Видя страдания матери, Иоанн попытался успокоить её:
— Матушка, — сказал он ласково, — но если ты хочешь, съезди к брату, повидай его! Но не терзай мою душу. Отпустить я его не могу, об этом больше не говори со мной.
— Понимаю я, сынок, всё понимаю, да гнева Божьего боюсь...
На четвёртый день Иоанн собрался в обратный путь. Накануне отъезда после ранней службы в храме и завтрака он зашёл к Феодосии проститься. Отсутствие близких отношений меж ними сняло с него всякий страх, что их кто-то увидит вместе, что пойдут пересуды.
Феодосия встретила его взволнованная, с ласковыми сияющими глазами, нарядная. Такая, какую он знал прежде. И впервые за все дни пребывания в Ростове ощутил прежнее чувство к ней, заволновался. Но сдержал себя, не желая бередить раны. Они сели рядом на широкой, покрытой полавочниками скамье, повернувшись, долго глядели в глаза друг другу, словно изучая и находя нечто новое, неизведанное прежде.
— Уезжаю скоро, — обронил он.
— Я знаю, — прошептала она и быстро заморгала ресницами, удерживая непрошеную слезу.
Иоанн расслабился на мгновение, жалость завладела им, он обнял её, осторожно поцеловал в щёку, во влажный глаз. Она, словно получив нечто долгожданное, облегчённо вздохнула.
— Ты с матушкой приедешь после поста в Москву? — спросил он.
— Не знаю, пока ничего не знаю. Уверена лишь, что если поправлюсь совсем, буду жить в монастыре.
— Снова в наш, в Вознесенский приедешь?
— Нет, я после твоей свадьбы поняла, что рядом с тобой мне нельзя быть. Надо забыть тебя, иначе не будет мне покоя.
Он улыбнулся, довольный в душе её словами, её чувствами. Человеку нравится быть любимым, даже если он не может ответить тем же.
— Ты написала в Рязань Анне и брату? Они волнуются!
— Да, я как поправилась, так и написала сразу. Ещё до твоего приезда. А недавно и ответ пришёл! К себе меня зовут.
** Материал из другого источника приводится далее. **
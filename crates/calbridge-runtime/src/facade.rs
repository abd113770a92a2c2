//! Legacy calendar API facade
//!
//! One `CalendarApi` is built at host bootstrap and handed to consumers by
//! reference. Read methods always answer: when the authority is missing or
//! fails they fall back to the degraded converter. Privileged write methods
//! report every failure to the caller.

use std::sync::Arc;

use calbridge_core::{
    AuthorityDate, AuthorityHandle, BridgeError, BridgeResult, HostClock, Interval, LegacyDate,
    LegacyDateFields, LifecycleState, ListenerId, TimeUnit, Timestamp,
};
use calbridge_time::{FormatConverter, IntervalEngine};
use tracing::{debug, info, warn};

use crate::{
    detect_authority, BridgeConfig, EventBridge, HostContext, HostEnvironment, LegacyListener,
    DEFAULT_STRATEGIES,
};

const HOST_CLOCK_CAPABILITY: &str = "host-clock";

/// Legacy calendar API
pub struct CalendarApi {
    ctx: HostContext,
    converter: FormatConverter,
    intervals: IntervalEngine,
    bridge: EventBridge,
    config: BridgeConfig,
}

impl CalendarApi {
    /// Build the facade over an explicit context. The bridge is not started.
    pub fn new(ctx: HostContext, config: BridgeConfig) -> Self {
        let bridge = EventBridge::new(&ctx, &config);
        CalendarApi {
            converter: FormatConverter::with_config(config.approximation.clone()),
            intervals: IntervalEngine::with_authority(
                ctx.authority.clone(),
                config.approximation.clone(),
            ),
            bridge,
            ctx,
            config,
        }
    }

    /// Host bootstrap: detect the authority, register the capability
    /// descriptor and start the bridge.
    ///
    /// An authority already present in `ctx` takes precedence over
    /// detection.
    pub fn bootstrap(
        env: &HostEnvironment,
        mut ctx: HostContext,
        config: BridgeConfig,
    ) -> BridgeResult<Self> {
        if ctx.authority.is_none() {
            ctx.authority = detect_authority(env, &DEFAULT_STRATEGIES);
        }

        if let Some(registry) = ctx.registry.as_ref() {
            registry.register(config.capability.clone())?;
            info!(
                id = %config.capability.id,
                api_version = %config.capability.api_version,
                "legacy capability registered"
            );
        }

        let api = CalendarApi::new(ctx, config);
        api.bridge.initialize()?;
        Ok(api)
    }

    pub fn config(&self) -> &BridgeConfig {
        &self.config
    }

    pub fn authority(&self) -> Option<&AuthorityHandle> {
        self.ctx.authority.as_ref()
    }

    pub fn has_authority(&self) -> bool {
        self.ctx.authority.is_some()
    }

    pub fn bridge(&self) -> &EventBridge {
        &self.bridge
    }

    pub fn state(&self) -> LifecycleState {
        self.bridge.state()
    }

    pub fn is_ready(&self) -> bool {
        self.bridge.is_ready()
    }

    /// Whether the local participant is the elected primary
    pub fn is_primary(&self) -> bool {
        self.bridge.is_local_primary()
    }

    /// Register a legacy listener
    pub fn on(&self, listener: LegacyListener) -> ListenerId {
        self.bridge.subscribe(listener)
    }

    pub fn off(&self, id: ListenerId) -> bool {
        self.bridge.unsubscribe(id)
    }

    // ---- read path ----

    /// Host world time; zero when the host has none
    pub fn timestamp(&self) -> Timestamp {
        self.ctx
            .clock
            .as_ref()
            .and_then(|clock| clock.world_time())
            .unwrap_or(Timestamp::ZERO)
    }

    pub fn timestamp_to_date(&self, ts: Timestamp) -> LegacyDate {
        let Some(authority) = self.ctx.authority.as_ref() else {
            debug!(ts = ts.as_secs(), "no authority, using fallback date");
            return self.converter.fallback_date(ts);
        };

        match authority.to_structured(ts) {
            Ok(date) => legacy_with_display(authority, &date),
            Err(e) => {
                warn!(
                    authority = authority.name(),
                    error = %BridgeError::from(e),
                    ts = ts.as_secs(),
                    "timestamp conversion failed, using fallback date"
                );
                self.converter.fallback_date(ts)
            }
        }
    }

    /// Legacy date fields to a timestamp; zero on failure or without
    /// authority
    pub fn date_to_timestamp(&self, fields: &LegacyDateFields) -> Timestamp {
        let Some(authority) = self.ctx.authority.as_ref() else {
            debug!("no authority, date_to_timestamp returns zero");
            return Timestamp::ZERO;
        };

        let date = FormatConverter::legacy_to_authority(fields);
        authority.to_timestamp(&date).unwrap_or_else(|e| {
            warn!(
                authority = authority.name(),
                error = %BridgeError::from(e),
                "date conversion failed, returning zero"
            );
            Timestamp::ZERO
        })
    }

    pub fn timestamp_plus_interval(&self, ts: Timestamp, interval: Option<&Interval>) -> Timestamp {
        self.intervals.apply(ts, interval)
    }

    pub fn current_date(&self) -> LegacyDate {
        let Some(authority) = self.ctx.authority.as_ref() else {
            return self.converter.fallback_date(self.timestamp());
        };

        match authority.current_date() {
            Ok(date) => legacy_with_display(authority, &date),
            Err(e) => {
                warn!(
                    authority = authority.name(),
                    error = %e,
                    "current date unavailable, using fallback date"
                );
                self.converter.fallback_date(self.timestamp())
            }
        }
    }

    // ---- clock ----

    pub fn start_clock(&self) -> bool {
        self.bridge.start_clock()
    }

    pub fn stop_clock(&self) -> bool {
        self.bridge.stop_clock()
    }

    pub fn is_clock_running(&self) -> bool {
        self.bridge.is_clock_running()
    }

    // ---- privileged write path ----

    fn require_privilege(&self, operation: &'static str) -> BridgeResult<()> {
        let elector = self.bridge.elector();
        if elector.is_local_privileged() {
            return Ok(());
        }
        warn!(
            operation,
            participant = %elector.local_id(),
            "privileged operation denied"
        );
        Err(BridgeError::PrivilegeDenied { operation })
    }

    /// Advance the authority's date by `amount` units
    pub async fn advance_by(&self, unit: TimeUnit, amount: i64) -> BridgeResult<()> {
        self.require_privilege("advance")?;

        let authority = self
            .ctx
            .authority
            .as_ref()
            .ok_or(BridgeError::AuthorityUnavailable)?;
        if !authority.supports_advance(unit) {
            return Err(BridgeError::missing_advance(unit));
        }

        debug!(%unit, amount, authority = authority.name(), "advancing authority");
        authority
            .advance_by(unit, amount)
            .await
            .map_err(BridgeError::from_mutation)
    }

    pub async fn advance_days(&self, days: i64) -> BridgeResult<()> {
        self.advance_by(TimeUnit::Day, days).await
    }

    pub async fn advance_hours(&self, hours: i64) -> BridgeResult<()> {
        self.advance_by(TimeUnit::Hour, hours).await
    }

    pub async fn advance_minutes(&self, minutes: i64) -> BridgeResult<()> {
        self.advance_by(TimeUnit::Minute, minutes).await
    }

    /// Move the host clock to `ts` by advancing it by the difference
    pub async fn set_time(&self, ts: Timestamp) -> BridgeResult<()> {
        self.require_privilege("set-time")?;

        let clock: &Arc<dyn HostClock> =
            self.ctx
                .clock
                .as_ref()
                .ok_or_else(|| BridgeError::CapabilityMissing {
                    capability: HOST_CLOCK_CAPABILITY.to_string(),
                })?;

        let delta = ts - self.timestamp();
        if delta == 0 {
            debug!(ts = ts.as_secs(), "set_time: already there");
            return Ok(());
        }

        debug!(ts = ts.as_secs(), delta, "advancing host clock");
        clock.advance(delta).await.map_err(BridgeError::from_mutation)
    }

    /// Tear the bridge down. In-flight mutations are not interrupted.
    pub fn destroy(&self) {
        self.bridge.destroy();
    }
}

fn legacy_with_display(authority: &AuthorityHandle, date: &AuthorityDate) -> LegacyDate {
    let names = authority.calendar_names();
    FormatConverter::authority_to_legacy_display(date, names.as_ref())
}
Он погладил её льняную головку с толстой косой и, когда они поднялись, чтобы проститься, всё-таки не сдержался, прижал Феодосию к груди и крепко, от души поцеловал в губы. Страсть уже кипела в нём, княжна, видимо, ощущала то же, но оба сдержались, ничего более себе не позволив. Словно убегая от соблазна, он заспешил:
— Скоро отправляемся, пойду, надо ещё с матушкой проститься. Ты выйдешь проводить меня?
— Да, конечно, как же!
...Софья тем временем, ожидая мужа и томясь сомнениями, решила-таки выяснить, где находится её бывшая соперница. Она призвала к себе в опочивальню Марфу Шуйскую, приоткрыла для неё, как бы нечаянно, свою шкатулку с косметикой, позволила ей там покопаться. Девушка ахала и охала от восторга, удивляясь маленьким баночкам и флакончикам из серебра и золота, из кости и дерева, из стекла — резным, точёным, с инкрустацией, сканью, глазурью и драгоценными каменьями. В них находились отдушки, ароматные масла, краски, пудра и румяна, кремы для тела и ароматная вода.
— Я такой красоты отродясь не видала, — повторяла девушка, разглядывая то одну, то другую вещицу. — Ах как пахнет чудесно!
— Что, нравится? — спросила Софья, когда у княжны в руках оказалась круглая баночка из слоновой кости, обрамленная золотым узорочьем.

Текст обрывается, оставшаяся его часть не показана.